Whenever the word "await" appears in a line of the data below, copy that line.

-------- DATA SECTION

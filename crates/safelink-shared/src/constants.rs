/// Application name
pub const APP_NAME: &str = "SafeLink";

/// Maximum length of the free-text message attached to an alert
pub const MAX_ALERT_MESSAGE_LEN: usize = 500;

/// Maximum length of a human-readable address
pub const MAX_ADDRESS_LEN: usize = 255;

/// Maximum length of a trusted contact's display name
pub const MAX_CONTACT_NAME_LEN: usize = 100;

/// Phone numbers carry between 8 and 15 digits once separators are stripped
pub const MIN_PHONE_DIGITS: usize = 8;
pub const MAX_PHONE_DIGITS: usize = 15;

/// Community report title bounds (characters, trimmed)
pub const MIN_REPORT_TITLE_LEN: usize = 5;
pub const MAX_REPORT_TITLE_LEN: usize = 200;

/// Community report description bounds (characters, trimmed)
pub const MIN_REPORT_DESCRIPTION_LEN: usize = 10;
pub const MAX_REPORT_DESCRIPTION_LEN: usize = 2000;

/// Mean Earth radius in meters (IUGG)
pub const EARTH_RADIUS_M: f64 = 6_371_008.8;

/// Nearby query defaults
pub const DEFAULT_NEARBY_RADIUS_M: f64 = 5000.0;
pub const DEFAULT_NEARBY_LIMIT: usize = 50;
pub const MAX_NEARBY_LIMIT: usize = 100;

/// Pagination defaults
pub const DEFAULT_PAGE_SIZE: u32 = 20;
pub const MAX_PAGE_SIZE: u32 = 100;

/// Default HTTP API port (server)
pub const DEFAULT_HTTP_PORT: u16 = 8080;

----------------
-------- DATA SECTION

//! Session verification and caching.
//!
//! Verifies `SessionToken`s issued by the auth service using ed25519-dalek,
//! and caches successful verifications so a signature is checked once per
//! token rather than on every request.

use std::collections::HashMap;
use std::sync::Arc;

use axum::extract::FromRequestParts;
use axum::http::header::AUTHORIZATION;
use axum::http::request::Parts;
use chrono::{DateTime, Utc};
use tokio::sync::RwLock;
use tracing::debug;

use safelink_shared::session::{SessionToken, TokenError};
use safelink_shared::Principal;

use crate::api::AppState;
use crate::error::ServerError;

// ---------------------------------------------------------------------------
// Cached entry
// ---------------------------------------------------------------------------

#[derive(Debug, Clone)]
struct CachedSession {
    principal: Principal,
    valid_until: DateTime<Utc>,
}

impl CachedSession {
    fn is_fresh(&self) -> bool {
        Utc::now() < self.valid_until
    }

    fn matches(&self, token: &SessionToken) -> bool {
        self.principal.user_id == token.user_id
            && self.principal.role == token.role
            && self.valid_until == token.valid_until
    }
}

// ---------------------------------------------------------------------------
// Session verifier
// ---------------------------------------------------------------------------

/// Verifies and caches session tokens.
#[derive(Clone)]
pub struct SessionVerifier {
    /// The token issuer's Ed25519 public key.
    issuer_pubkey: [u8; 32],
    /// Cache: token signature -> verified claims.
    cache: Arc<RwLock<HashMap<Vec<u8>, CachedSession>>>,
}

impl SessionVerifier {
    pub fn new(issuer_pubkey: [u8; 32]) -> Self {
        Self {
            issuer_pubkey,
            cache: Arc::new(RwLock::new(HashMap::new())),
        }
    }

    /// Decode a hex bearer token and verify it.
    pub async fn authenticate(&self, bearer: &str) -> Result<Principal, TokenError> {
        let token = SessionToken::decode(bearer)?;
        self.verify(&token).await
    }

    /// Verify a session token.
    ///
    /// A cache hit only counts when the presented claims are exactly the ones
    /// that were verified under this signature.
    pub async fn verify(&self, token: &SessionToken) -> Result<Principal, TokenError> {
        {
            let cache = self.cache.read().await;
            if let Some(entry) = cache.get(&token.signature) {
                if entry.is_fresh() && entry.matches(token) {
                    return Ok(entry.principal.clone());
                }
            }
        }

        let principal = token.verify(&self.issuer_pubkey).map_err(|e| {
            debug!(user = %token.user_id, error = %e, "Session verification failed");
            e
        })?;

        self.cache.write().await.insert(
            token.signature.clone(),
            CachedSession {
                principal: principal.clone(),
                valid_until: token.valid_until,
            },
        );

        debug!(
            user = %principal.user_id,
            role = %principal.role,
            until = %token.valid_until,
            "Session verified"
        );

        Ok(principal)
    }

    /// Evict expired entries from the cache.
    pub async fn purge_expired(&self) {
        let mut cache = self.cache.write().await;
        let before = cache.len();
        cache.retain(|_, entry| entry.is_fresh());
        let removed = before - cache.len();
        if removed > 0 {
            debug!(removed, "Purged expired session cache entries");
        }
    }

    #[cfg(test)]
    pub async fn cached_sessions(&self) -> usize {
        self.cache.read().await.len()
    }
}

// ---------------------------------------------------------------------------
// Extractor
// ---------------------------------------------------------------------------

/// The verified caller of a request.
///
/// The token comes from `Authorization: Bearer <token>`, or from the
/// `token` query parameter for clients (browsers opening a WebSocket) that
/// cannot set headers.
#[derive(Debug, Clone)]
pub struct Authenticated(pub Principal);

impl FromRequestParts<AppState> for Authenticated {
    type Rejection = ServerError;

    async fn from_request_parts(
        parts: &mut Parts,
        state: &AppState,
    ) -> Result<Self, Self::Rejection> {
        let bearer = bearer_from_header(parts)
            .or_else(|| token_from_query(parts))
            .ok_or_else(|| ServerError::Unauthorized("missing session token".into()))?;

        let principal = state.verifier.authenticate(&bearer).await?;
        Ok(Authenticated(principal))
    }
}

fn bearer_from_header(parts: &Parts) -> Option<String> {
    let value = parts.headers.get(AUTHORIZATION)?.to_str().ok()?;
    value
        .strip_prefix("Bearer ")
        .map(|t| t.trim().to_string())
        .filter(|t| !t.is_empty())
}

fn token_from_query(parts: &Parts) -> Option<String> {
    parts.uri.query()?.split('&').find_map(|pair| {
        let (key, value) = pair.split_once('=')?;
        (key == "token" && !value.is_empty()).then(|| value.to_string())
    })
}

----------------
-------- DATA SECTION

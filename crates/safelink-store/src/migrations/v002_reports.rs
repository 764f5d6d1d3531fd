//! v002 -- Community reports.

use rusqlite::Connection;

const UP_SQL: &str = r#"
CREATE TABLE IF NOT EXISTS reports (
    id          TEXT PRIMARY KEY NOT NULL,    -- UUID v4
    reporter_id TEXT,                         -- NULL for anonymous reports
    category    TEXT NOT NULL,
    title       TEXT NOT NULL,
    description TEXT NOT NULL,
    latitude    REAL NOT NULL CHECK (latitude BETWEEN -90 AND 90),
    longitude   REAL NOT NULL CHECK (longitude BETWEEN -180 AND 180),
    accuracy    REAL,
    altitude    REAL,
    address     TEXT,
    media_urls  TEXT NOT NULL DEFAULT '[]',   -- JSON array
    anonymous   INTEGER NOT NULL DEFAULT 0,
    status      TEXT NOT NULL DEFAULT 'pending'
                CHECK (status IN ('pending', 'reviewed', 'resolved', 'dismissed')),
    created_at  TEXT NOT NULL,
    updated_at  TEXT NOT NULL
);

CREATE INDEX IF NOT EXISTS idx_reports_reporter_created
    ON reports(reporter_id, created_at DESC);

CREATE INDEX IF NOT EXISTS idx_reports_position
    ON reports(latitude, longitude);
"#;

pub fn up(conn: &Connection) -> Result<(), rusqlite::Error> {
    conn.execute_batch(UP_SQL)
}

----------------

**RESPONSE AREA:**
        self.verify(&token).await
            let cache = self.cache.read().await;
        self.cache.write().await.insert(
        let mut cache = self.cache.write().await;
        self.cache.read().await.len()
        let principal = state.verifier.authenticate(&bearer).await?;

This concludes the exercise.